Records for this task —
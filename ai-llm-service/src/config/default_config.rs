//! Default LLM configs loaded from environment variables.
//!
//! One constructor per role:
//!
//! - **Local chat**   → Ollama model used for answers (`DEFAULT_MODEL`)
//! - **Cloud chat**   → Gemini `generateContent` (rate limited, retried)
//! - **OpenAI chat**  → OpenAI-compatible chat completions
//! - **Embedding**    → Ollama or OpenAI embedding model (`EMBEDDING_PROVIDER`)
//!
//! # Environment variables
//!
//! - `OLLAMA_HOST` (or legacy `OLLAMA_URL`) = Ollama base URL, default `http://localhost:11434`
//! - `DEFAULT_MODEL`    = local chat model, default `llama3`
//! - `LLM_MAX_TOKENS`   = optional generation cap (u32)
//! - `GEMINI_API_KEY`, `GEMINI_MODEL` (`gemini-pro`), `GEMINI_API_BASE`
//! - `OPENAI_API_KEY`, `OPENAI_BASE_URL` (`https://api.openai.com`), `OPENAI_MODEL` (`gpt-4o`)
//! - `EMBEDDING_PROVIDER` (`ollama`), `EMBEDDING_MODEL`

use crate::{
    config::{llm_model_config::LlmModelConfig, llm_provider::LlmProvider},
    error_handler::{AiLlmError, ConfigError, env_opt, env_opt_u32, env_or, validate_http_endpoint},
};

pub const DEFAULT_OLLAMA_HOST: &str = "http://localhost:11434";
pub const DEFAULT_LOCAL_MODEL: &str = "llama3";
pub const DEFAULT_GEMINI_API_BASE: &str = "https://generativelanguage.googleapis.com/v1beta";
pub const DEFAULT_GEMINI_MODEL: &str = "gemini-pro";
pub const DEFAULT_OPENAI_BASE_URL: &str = "https://api.openai.com";
pub const DEFAULT_OPENAI_MODEL: &str = "gpt-4o";
pub const DEFAULT_OLLAMA_EMBEDDING_MODEL: &str = "all-minilm";
pub const DEFAULT_OPENAI_EMBEDDING_MODEL: &str = "text-embedding-3-large";

/// Per-attempt timeout for cloud generation calls.
pub const CLOUD_TIMEOUT_SECS: u64 = 30;

/// Resolves the Ollama endpoint.
///
/// Precedence: `OLLAMA_HOST`, then `OLLAMA_URL`, then the local default.
///
/// # Errors
/// [`ConfigError::InvalidFormat`] when the value is not an http(s) URL.
pub fn ollama_endpoint() -> Result<String, AiLlmError> {
    let url = env_opt("OLLAMA_HOST")
        .or_else(|| env_opt("OLLAMA_URL"))
        .unwrap_or_else(|| DEFAULT_OLLAMA_HOST.to_string());
    validate_http_endpoint("OLLAMA_HOST", &url)?;
    Ok(url)
}

/// Name of the fallback local model (`DEFAULT_MODEL`).
pub fn default_local_model() -> String {
    env_or("DEFAULT_MODEL", DEFAULT_LOCAL_MODEL)
}

/// Local chat model on Ollama.
///
/// # Defaults
/// - `temperature = 0.7`, `top_p = 0.9`
/// - `timeout_secs = 600` (local models can be slow on CPU)
pub fn config_ollama_chat() -> Result<LlmModelConfig, AiLlmError> {
    Ok(LlmModelConfig {
        provider: LlmProvider::Ollama,
        model: default_local_model(),
        endpoint: ollama_endpoint()?,
        api_key: None,
        max_tokens: env_opt_u32("LLM_MAX_TOKENS")?,
        temperature: Some(0.7),
        top_p: Some(0.9),
        timeout_secs: Some(600),
    })
}

/// Gemini cloud chat.
///
/// The API key is optional here: requests may bring their own key.
///
/// # Defaults
/// - `temperature = 0.7`, `top_p = 0.95`, `max_tokens = 2048`
/// - `timeout_secs = 30` (per attempt)
pub fn config_gemini() -> Result<LlmModelConfig, AiLlmError> {
    let endpoint = env_or("GEMINI_API_BASE", DEFAULT_GEMINI_API_BASE);
    validate_http_endpoint("GEMINI_API_BASE", &endpoint)?;

    Ok(LlmModelConfig {
        provider: LlmProvider::Gemini,
        model: env_or("GEMINI_MODEL", DEFAULT_GEMINI_MODEL),
        endpoint,
        api_key: env_opt("GEMINI_API_KEY"),
        max_tokens: Some(env_opt_u32("LLM_MAX_TOKENS")?.unwrap_or(2048)),
        temperature: Some(0.7),
        top_p: Some(0.95),
        timeout_secs: Some(CLOUD_TIMEOUT_SECS),
    })
}

/// OpenAI-compatible chat completions.
///
/// # Defaults
/// - `temperature = 0.3`, `max_tokens = 8000`
pub fn config_openai_chat() -> Result<LlmModelConfig, AiLlmError> {
    let endpoint = env_or("OPENAI_BASE_URL", DEFAULT_OPENAI_BASE_URL);
    validate_http_endpoint("OPENAI_BASE_URL", &endpoint)?;

    Ok(LlmModelConfig {
        provider: LlmProvider::OpenAI,
        model: env_or("OPENAI_MODEL", DEFAULT_OPENAI_MODEL),
        endpoint,
        api_key: env_opt("OPENAI_API_KEY"),
        max_tokens: Some(8000),
        temperature: Some(0.3),
        top_p: None,
        timeout_secs: Some(120),
    })
}

/// Embedding model, chosen by `EMBEDDING_PROVIDER`.
///
/// # Errors
/// - [`ConfigError::UnsupportedProvider`] for providers without embeddings
/// - [`ConfigError::MissingVar`] when OpenAI is selected without `OPENAI_API_KEY`
pub fn config_embedding() -> Result<LlmModelConfig, AiLlmError> {
    let provider: LlmProvider = env_or("EMBEDDING_PROVIDER", "ollama").parse()?;
    match provider {
        LlmProvider::Ollama => Ok(LlmModelConfig {
            provider,
            model: env_or("EMBEDDING_MODEL", DEFAULT_OLLAMA_EMBEDDING_MODEL),
            endpoint: ollama_endpoint()?,
            api_key: None,
            max_tokens: None,
            temperature: Some(0.0),
            top_p: None,
            timeout_secs: Some(120),
        }),
        LlmProvider::OpenAI => {
            let endpoint = env_or("OPENAI_BASE_URL", DEFAULT_OPENAI_BASE_URL);
            validate_http_endpoint("OPENAI_BASE_URL", &endpoint)?;
            let api_key = env_opt("OPENAI_API_KEY").ok_or(ConfigError::MissingVar("OPENAI_API_KEY"))?;
            Ok(LlmModelConfig {
                provider,
                model: env_or("EMBEDDING_MODEL", DEFAULT_OPENAI_EMBEDDING_MODEL),
                endpoint,
                api_key: Some(api_key),
                max_tokens: None,
                temperature: None,
                top_p: None,
                timeout_secs: Some(120),
            })
        }
        LlmProvider::Gemini => Err(ConfigError::UnsupportedProvider(
            "gemini (embeddings are served by ollama or openai)".into(),
        )
        .into()),
    }
}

Exercise requirements — May I have the entries returned exactly, with every line in place?

Solution —
filename ai-llm-service/src/config/default_config.rs
//! Default LLM configs loaded from environment variables.
//!
//! One constructor per role:
//!
//! - **Local chat**   → Ollama model used for answers (`DEFAULT_MODEL`)
//! - **Cloud chat**   → Gemini `generateContent` (rate limited, retried)
//! - **OpenAI chat**  → OpenAI-compatible chat completions
//! - **Embedding**    → Ollama or OpenAI embedding model (`EMBEDDING_PROVIDER`)
//!
//! # Environment variables
//!
//! - `OLLAMA_HOST` (or legacy `OLLAMA_URL`) = Ollama base URL, default `http://localhost:11434`
//! - `DEFAULT_MODEL`    = local chat model, default `llama3`
//! - `LLM_MAX_TOKENS`   = optional generation cap (u32)
//! - `GEMINI_API_KEY`, `GEMINI_MODEL` (`gemini-pro`), `GEMINI_API_BASE`
//! - `OPENAI_API_KEY`, `OPENAI_BASE_URL` (`https://api.openai.com`), `OPENAI_MODEL` (`gpt-4o`)
//! - `EMBEDDING_PROVIDER` (`ollama`), `EMBEDDING_MODEL`

use crate::{
    config::{llm_model_config::LlmModelConfig, llm_provider::LlmProvider},
    error_handler::{AiLlmError, ConfigError, env_opt, env_opt_u32, env_or, validate_http_endpoint},
};

pub const DEFAULT_OLLAMA_HOST: &str = "http://localhost:11434";
pub const DEFAULT_LOCAL_MODEL: &str = "llama3";
pub const DEFAULT_GEMINI_API_BASE: &str = "https://generativelanguage.googleapis.com/v1beta";
pub const DEFAULT_GEMINI_MODEL: &str = "gemini-pro";
pub const DEFAULT_OPENAI_BASE_URL: &str = "https://api.openai.com";
pub const DEFAULT_OPENAI_MODEL: &str = "gpt-4o";
pub const DEFAULT_OLLAMA_EMBEDDING_MODEL: &str = "all-minilm";
pub const DEFAULT_OPENAI_EMBEDDING_MODEL: &str = "text-embedding-3-large";

/// Per-attempt timeout for cloud generation calls.
pub const CLOUD_TIMEOUT_SECS: u64 = 30;

/// Resolves the Ollama endpoint.
///
/// Precedence: `OLLAMA_HOST`, then `OLLAMA_URL`, then the local default.
///
/// # Errors
/// [`ConfigError::InvalidFormat`] when the value is not an http(s) URL.
pub fn ollama_endpoint() -> Result<String, AiLlmError> {
    let url = env_opt("OLLAMA_HOST")
        .or_else(|| env_opt("OLLAMA_URL"))
        .unwrap_or_else(|| DEFAULT_OLLAMA_HOST.to_string());
    validate_http_endpoint("OLLAMA_HOST", &url)?;
    Ok(url)
}

/// Name of the fallback local model (`DEFAULT_MODEL`).
pub fn default_local_model() -> String {
    env_or("DEFAULT_MODEL", DEFAULT_LOCAL_MODEL)
}

/// Local chat model on Ollama.
///
/// # Defaults
/// - `temperature = 0.7`, `top_p = 0.9`
/// - `timeout_secs = 600` (local models can be slow on CPU)
pub fn config_ollama_chat() -> Result<LlmModelConfig, AiLlmError> {
    Ok(LlmModelConfig {
        provider: LlmProvider::Ollama,
        model: default_local_model(),
        endpoint: ollama_endpoint()?,
        api_key: None,
        max_tokens: env_opt_u32("LLM_MAX_TOKENS")?,
        temperature: Some(0.7),
        top_p: Some(0.9),
        timeout_secs: Some(600),
    })
}

/// Gemini cloud chat.
///
/// The API key is optional here: requests may bring their own key.
///
/// # Defaults
/// - `temperature = 0.7`, `top_p = 0.95`, `max_tokens = 2048`
/// - `timeout_secs = 30` (per attempt)
pub fn config_gemini() -> Result<LlmModelConfig, AiLlmError> {
    let endpoint = env_or("GEMINI_API_BASE", DEFAULT_GEMINI_API_BASE);
    validate_http_endpoint("GEMINI_API_BASE", &endpoint)?;

    Ok(LlmModelConfig {
        provider: LlmProvider::Gemini,
        model: env_or("GEMINI_MODEL", DEFAULT_GEMINI_MODEL),
        endpoint,
        api_key: env_opt("GEMINI_API_KEY"),
        max_tokens: Some(env_opt_u32("LLM_MAX_TOKENS")?.unwrap_or(2048)),
        temperature: Some(0.7),
        top_p: Some(0.95),
        timeout_secs: Some(CLOUD_TIMEOUT_SECS),
    })
}

/// OpenAI-compatible chat completions.
///
/// # Defaults
/// - `temperature = 0.3`, `max_tokens = 8000`
pub fn config_openai_chat() -> Result<LlmModelConfig, AiLlmError> {
    let endpoint = env_or("OPENAI_BASE_URL", DEFAULT_OPENAI_BASE_URL);
    validate_http_endpoint("OPENAI_BASE_URL", &endpoint)?;

    Ok(LlmModelConfig {
        provider: LlmProvider::OpenAI,
        model: env_or("OPENAI_MODEL", DEFAULT_OPENAI_MODEL),
        endpoint,
        api_key: env_opt("OPENAI_API_KEY"),
        max_tokens: Some(8000),
        temperature: Some(0.3),
        top_p: None,
        timeout_secs: Some(120),
    })
}

/// Embedding model, chosen by `EMBEDDING_PROVIDER`.
///
/// # Errors
/// - [`ConfigError::UnsupportedProvider`] for providers without embeddings
/// - [`ConfigError::MissingVar`] when OpenAI is selected without `OPENAI_API_KEY`
pub fn config_embedding() -> Result<LlmModelConfig, AiLlmError> {
    let provider: LlmProvider = env_or("EMBEDDING_PROVIDER", "ollama").parse()?;
    match provider {
        LlmProvider::Ollama => Ok(LlmModelConfig {
            provider,
            model: env_or("EMBEDDING_MODEL", DEFAULT_OLLAMA_EMBEDDING_MODEL),
            endpoint: ollama_endpoint()?,
            api_key: None,
            max_tokens: None,
            temperature: Some(0.0),
            top_p: None,
            timeout_secs: Some(120),
        }),
        LlmProvider::OpenAI => {
            let endpoint = env_or("OPENAI_BASE_URL", DEFAULT_OPENAI_BASE_URL);
            validate_http_endpoint("OPENAI_BASE_URL", &endpoint)?;
            let api_key = env_opt("OPENAI_API_KEY").ok_or(ConfigError::MissingVar("OPENAI_API_KEY"))?;
            Ok(LlmModelConfig {
                provider,
                model: env_or("EMBEDDING_MODEL", DEFAULT_OPENAI_EMBEDDING_MODEL),
                endpoint,
                api_key: Some(api_key),
                max_tokens: None,
                temperature: None,
                top_p: None,
                timeout_secs: Some(120),
            })
        }
        LlmProvider::Gemini => Err(ConfigError::UnsupportedProvider(
            "gemini (embeddings are served by ollama or openai)".into(),
        )
        .into()),
    }
}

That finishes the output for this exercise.